(Saved entries)

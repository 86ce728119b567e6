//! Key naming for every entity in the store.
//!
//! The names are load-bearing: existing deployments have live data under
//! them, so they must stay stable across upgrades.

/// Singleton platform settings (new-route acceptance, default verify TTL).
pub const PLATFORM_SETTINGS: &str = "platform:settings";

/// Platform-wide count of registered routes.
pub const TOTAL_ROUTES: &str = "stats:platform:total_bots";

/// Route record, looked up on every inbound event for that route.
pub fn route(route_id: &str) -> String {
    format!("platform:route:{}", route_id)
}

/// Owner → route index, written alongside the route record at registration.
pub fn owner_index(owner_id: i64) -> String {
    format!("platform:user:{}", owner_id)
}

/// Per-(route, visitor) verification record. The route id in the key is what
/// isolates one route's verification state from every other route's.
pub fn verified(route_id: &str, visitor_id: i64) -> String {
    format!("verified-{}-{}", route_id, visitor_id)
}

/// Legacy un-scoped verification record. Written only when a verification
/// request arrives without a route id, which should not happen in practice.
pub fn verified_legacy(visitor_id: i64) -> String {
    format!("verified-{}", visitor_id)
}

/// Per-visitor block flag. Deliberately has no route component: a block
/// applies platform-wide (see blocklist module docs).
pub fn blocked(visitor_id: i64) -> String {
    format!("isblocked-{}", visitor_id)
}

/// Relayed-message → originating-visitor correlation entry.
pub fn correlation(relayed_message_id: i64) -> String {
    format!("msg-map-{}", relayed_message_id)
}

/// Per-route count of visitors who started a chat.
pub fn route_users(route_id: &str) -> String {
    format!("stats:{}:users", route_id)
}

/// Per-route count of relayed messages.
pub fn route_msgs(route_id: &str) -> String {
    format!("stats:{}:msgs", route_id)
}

---

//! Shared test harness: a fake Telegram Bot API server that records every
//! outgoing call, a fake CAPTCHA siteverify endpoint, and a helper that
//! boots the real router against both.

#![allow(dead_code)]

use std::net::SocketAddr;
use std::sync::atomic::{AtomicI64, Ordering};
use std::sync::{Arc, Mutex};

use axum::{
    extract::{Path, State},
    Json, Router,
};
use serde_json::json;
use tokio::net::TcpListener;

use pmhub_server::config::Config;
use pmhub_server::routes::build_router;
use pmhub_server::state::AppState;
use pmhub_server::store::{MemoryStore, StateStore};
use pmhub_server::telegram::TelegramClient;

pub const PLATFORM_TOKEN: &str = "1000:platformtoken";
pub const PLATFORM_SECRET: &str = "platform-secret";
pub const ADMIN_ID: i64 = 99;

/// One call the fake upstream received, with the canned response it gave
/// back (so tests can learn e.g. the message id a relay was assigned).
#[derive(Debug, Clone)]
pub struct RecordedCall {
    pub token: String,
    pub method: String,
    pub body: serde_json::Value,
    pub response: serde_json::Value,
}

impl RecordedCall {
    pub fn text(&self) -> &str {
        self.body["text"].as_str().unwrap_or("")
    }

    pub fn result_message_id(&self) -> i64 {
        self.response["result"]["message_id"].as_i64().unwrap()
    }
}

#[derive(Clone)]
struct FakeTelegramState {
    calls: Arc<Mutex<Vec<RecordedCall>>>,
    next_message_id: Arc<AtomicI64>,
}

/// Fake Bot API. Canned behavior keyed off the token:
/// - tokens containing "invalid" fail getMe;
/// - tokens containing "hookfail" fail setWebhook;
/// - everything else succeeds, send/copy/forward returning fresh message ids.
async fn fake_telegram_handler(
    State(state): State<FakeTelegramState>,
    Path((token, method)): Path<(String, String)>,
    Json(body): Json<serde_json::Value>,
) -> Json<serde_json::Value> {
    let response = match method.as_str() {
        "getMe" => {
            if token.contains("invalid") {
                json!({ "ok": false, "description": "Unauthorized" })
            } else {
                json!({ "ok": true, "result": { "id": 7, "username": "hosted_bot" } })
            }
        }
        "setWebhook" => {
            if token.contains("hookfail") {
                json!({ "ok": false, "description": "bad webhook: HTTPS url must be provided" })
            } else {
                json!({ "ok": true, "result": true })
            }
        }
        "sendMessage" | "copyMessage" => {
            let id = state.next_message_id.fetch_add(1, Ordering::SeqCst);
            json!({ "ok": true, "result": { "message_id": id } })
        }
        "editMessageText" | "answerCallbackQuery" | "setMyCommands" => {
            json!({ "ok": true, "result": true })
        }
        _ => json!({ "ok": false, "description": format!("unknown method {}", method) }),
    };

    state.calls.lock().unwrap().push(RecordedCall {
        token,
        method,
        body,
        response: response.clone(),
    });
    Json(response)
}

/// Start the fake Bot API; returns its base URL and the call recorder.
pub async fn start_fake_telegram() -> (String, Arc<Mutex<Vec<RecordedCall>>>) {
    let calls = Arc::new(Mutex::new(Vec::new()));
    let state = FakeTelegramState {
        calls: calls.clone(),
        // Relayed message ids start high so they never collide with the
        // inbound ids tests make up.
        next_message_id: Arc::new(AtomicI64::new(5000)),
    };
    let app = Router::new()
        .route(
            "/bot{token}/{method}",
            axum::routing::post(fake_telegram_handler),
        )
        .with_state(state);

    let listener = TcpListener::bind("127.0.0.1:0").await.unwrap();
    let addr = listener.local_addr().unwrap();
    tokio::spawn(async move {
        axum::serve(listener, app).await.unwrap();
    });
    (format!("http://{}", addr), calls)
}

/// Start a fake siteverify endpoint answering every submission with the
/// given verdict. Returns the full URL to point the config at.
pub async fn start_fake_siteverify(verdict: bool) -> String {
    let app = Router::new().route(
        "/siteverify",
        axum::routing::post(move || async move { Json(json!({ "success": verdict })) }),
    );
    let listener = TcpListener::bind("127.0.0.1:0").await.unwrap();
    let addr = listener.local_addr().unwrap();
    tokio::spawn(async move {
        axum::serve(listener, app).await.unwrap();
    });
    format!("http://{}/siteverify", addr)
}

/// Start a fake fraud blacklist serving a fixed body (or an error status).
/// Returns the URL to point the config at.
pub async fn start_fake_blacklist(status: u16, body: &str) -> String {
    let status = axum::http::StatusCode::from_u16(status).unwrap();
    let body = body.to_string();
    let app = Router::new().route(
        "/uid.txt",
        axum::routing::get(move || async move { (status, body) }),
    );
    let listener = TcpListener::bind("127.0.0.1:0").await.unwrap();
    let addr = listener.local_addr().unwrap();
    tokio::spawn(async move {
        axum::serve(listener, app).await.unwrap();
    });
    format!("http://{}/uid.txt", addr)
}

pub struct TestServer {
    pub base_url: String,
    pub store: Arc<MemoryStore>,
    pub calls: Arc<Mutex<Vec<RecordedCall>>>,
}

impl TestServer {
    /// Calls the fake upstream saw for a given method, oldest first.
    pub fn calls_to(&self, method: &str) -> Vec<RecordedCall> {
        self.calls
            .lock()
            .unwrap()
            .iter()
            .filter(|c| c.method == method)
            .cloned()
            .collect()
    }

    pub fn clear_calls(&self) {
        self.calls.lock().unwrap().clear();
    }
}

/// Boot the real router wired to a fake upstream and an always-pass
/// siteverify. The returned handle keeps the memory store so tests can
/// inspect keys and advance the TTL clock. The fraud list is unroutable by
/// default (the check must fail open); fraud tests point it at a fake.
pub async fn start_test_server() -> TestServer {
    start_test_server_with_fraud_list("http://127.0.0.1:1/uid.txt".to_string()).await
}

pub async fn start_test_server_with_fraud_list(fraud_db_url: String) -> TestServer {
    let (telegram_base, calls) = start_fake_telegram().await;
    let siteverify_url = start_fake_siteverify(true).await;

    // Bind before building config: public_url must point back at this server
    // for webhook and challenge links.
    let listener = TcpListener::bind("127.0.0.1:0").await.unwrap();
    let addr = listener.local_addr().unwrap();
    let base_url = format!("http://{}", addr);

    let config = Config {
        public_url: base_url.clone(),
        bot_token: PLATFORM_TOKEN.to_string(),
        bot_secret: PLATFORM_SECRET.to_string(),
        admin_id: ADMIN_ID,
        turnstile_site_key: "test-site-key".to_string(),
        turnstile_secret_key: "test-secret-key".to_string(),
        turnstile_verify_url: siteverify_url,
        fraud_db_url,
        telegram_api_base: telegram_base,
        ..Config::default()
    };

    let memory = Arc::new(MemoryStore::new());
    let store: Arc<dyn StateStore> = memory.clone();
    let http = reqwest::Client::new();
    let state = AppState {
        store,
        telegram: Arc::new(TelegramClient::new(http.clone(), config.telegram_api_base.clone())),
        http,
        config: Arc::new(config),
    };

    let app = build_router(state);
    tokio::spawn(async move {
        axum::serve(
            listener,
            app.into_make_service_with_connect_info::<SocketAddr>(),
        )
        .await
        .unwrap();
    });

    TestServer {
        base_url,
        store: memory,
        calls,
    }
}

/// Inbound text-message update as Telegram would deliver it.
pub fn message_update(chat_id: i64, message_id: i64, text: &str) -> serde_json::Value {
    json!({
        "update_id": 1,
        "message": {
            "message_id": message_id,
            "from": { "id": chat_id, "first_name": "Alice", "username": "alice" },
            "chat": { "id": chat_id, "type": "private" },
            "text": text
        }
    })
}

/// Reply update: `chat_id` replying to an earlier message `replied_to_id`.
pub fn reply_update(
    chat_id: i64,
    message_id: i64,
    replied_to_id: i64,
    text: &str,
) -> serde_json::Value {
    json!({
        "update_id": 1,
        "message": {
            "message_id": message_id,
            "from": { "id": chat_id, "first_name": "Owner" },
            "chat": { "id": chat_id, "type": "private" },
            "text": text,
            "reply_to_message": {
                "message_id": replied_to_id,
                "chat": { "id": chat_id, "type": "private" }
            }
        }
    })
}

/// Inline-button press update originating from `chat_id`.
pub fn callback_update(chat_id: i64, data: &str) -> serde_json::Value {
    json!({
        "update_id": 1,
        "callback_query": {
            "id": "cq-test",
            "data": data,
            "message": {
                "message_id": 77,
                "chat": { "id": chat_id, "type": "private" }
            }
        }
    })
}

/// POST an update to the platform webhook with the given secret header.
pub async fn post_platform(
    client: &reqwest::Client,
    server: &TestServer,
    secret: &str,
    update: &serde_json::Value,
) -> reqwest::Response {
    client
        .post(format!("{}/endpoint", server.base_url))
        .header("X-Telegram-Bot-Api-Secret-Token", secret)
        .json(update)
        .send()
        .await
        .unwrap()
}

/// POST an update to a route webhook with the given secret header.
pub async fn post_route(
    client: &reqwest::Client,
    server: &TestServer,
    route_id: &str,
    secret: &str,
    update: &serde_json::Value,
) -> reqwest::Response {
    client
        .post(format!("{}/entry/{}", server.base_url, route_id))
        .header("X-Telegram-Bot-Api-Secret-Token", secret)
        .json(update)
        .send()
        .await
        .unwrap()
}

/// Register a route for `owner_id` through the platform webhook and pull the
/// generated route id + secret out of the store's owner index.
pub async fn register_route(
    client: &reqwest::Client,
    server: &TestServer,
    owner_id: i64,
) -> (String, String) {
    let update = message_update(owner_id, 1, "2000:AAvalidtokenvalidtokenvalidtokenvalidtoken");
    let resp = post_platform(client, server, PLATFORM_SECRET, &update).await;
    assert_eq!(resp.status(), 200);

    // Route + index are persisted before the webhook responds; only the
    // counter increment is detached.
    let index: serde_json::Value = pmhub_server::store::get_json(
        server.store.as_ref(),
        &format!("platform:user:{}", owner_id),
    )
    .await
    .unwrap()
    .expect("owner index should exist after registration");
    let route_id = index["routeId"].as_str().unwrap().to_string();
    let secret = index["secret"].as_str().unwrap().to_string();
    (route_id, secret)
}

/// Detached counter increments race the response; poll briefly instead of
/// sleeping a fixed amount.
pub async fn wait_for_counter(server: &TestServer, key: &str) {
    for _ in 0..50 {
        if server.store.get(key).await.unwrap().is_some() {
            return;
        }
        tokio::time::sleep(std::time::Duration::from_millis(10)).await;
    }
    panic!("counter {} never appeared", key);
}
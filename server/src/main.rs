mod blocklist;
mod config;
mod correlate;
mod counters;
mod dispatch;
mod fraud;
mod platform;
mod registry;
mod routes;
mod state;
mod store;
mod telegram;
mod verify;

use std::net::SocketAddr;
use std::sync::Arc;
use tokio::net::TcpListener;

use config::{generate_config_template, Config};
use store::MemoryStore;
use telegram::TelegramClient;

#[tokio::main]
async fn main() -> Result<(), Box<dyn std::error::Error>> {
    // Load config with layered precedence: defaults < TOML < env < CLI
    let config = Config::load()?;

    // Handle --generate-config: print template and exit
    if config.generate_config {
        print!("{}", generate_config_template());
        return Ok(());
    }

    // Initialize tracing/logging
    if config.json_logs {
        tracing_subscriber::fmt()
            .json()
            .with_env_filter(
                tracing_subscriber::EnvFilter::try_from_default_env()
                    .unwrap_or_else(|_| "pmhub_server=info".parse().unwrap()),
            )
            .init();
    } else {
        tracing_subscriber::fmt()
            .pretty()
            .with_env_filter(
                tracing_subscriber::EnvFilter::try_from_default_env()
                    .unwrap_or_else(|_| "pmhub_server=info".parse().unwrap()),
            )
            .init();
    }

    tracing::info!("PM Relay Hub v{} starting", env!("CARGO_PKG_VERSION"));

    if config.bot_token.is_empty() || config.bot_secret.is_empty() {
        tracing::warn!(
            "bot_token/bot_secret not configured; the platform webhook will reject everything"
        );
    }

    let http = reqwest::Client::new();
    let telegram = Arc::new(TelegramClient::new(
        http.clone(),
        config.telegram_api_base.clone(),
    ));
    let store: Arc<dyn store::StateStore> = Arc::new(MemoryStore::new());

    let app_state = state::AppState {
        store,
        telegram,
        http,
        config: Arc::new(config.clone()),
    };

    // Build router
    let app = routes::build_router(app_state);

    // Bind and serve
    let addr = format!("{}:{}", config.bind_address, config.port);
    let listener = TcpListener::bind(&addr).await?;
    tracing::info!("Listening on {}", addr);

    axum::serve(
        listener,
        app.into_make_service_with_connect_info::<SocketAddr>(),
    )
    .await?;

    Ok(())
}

Your objective: All lines that hold the word "FakeTelegramState" should be copied from the data.

Solved problem:
struct FakeTelegramState {
    State(state): State<FakeTelegramState>,
    let state = FakeTelegramState {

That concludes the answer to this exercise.